- Requirement
Print, exactly as they appear, only the lines from the line that contains "fn bootstrap_connection(conn: &mut" through the end of the listing.

*** Supplied records ***

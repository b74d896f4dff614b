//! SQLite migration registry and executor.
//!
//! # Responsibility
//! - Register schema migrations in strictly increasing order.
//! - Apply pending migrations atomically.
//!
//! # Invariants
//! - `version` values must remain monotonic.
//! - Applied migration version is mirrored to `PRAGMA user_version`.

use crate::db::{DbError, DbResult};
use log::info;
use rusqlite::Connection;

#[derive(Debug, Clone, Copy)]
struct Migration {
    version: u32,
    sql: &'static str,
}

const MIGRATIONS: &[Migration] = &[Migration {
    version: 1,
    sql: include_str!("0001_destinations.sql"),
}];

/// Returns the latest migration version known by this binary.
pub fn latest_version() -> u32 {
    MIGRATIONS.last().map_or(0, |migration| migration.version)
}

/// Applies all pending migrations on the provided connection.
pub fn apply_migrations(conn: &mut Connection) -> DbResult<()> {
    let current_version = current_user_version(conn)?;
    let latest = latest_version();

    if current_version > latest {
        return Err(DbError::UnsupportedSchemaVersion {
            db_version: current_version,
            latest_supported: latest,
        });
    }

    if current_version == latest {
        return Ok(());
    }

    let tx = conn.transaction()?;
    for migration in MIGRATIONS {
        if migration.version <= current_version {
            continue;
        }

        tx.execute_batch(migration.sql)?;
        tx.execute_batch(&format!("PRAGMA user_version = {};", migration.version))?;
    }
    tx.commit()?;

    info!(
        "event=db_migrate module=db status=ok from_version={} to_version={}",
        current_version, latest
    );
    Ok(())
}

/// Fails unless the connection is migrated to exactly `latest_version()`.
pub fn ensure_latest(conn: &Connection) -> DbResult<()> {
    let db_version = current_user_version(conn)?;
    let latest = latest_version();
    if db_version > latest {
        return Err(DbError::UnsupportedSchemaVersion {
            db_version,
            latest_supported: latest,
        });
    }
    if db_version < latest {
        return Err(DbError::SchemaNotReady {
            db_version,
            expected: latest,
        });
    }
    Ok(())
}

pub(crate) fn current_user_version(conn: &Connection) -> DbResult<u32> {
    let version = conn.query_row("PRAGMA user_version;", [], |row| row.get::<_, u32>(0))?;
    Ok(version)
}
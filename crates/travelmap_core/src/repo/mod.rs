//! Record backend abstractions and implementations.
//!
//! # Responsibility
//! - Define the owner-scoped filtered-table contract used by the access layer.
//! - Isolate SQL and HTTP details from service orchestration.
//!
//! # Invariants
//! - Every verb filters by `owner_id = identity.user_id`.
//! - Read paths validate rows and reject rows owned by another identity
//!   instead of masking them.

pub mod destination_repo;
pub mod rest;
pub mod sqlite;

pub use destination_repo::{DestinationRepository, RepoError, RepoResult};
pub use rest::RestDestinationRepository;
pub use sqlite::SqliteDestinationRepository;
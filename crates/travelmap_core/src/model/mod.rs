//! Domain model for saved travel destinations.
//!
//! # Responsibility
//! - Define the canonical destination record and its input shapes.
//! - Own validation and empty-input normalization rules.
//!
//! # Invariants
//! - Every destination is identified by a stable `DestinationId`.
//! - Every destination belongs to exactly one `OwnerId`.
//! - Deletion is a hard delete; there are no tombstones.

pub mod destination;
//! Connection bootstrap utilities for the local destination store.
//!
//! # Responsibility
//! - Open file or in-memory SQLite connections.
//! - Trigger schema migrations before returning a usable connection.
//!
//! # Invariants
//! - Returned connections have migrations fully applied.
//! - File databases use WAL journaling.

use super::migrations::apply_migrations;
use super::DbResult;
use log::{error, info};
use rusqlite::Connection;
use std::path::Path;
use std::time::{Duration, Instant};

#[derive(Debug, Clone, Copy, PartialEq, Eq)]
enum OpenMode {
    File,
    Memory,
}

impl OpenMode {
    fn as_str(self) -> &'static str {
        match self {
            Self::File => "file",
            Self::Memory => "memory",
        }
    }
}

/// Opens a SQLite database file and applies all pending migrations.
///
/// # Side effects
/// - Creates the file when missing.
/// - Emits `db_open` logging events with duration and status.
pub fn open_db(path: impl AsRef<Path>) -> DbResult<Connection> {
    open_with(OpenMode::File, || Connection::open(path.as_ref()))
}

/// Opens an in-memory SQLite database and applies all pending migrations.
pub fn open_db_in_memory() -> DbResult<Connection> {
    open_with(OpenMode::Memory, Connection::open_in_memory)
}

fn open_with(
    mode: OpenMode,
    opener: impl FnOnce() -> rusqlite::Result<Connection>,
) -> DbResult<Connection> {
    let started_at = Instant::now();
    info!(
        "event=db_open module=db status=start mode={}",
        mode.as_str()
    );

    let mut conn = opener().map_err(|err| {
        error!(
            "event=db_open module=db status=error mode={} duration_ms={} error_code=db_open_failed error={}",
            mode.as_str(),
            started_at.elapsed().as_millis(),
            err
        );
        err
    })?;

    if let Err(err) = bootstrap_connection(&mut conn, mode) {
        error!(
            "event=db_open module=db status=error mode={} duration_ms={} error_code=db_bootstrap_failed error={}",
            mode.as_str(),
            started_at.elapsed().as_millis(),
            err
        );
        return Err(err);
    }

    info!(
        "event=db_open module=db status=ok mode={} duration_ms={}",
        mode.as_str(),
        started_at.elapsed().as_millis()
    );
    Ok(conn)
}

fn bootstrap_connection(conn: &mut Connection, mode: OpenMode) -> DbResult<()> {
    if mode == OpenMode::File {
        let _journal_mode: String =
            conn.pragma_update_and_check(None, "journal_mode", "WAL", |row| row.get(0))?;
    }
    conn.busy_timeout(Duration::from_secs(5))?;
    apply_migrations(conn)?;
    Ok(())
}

*** End of Supplied records ***

- Result
fn bootstrap_connection(conn: &mut Connection, mode: OpenMode) -> DbResult<()> {
    if mode == OpenMode::File {
        let _journal_mode: String =
            conn.pragma_update_and_check(None, "journal_mode", "WAL", |row| row.get(0))?;
    }
    conn.busy_timeout(Duration::from_secs(5))?;
    apply_migrations(conn)?;
    Ok(())
}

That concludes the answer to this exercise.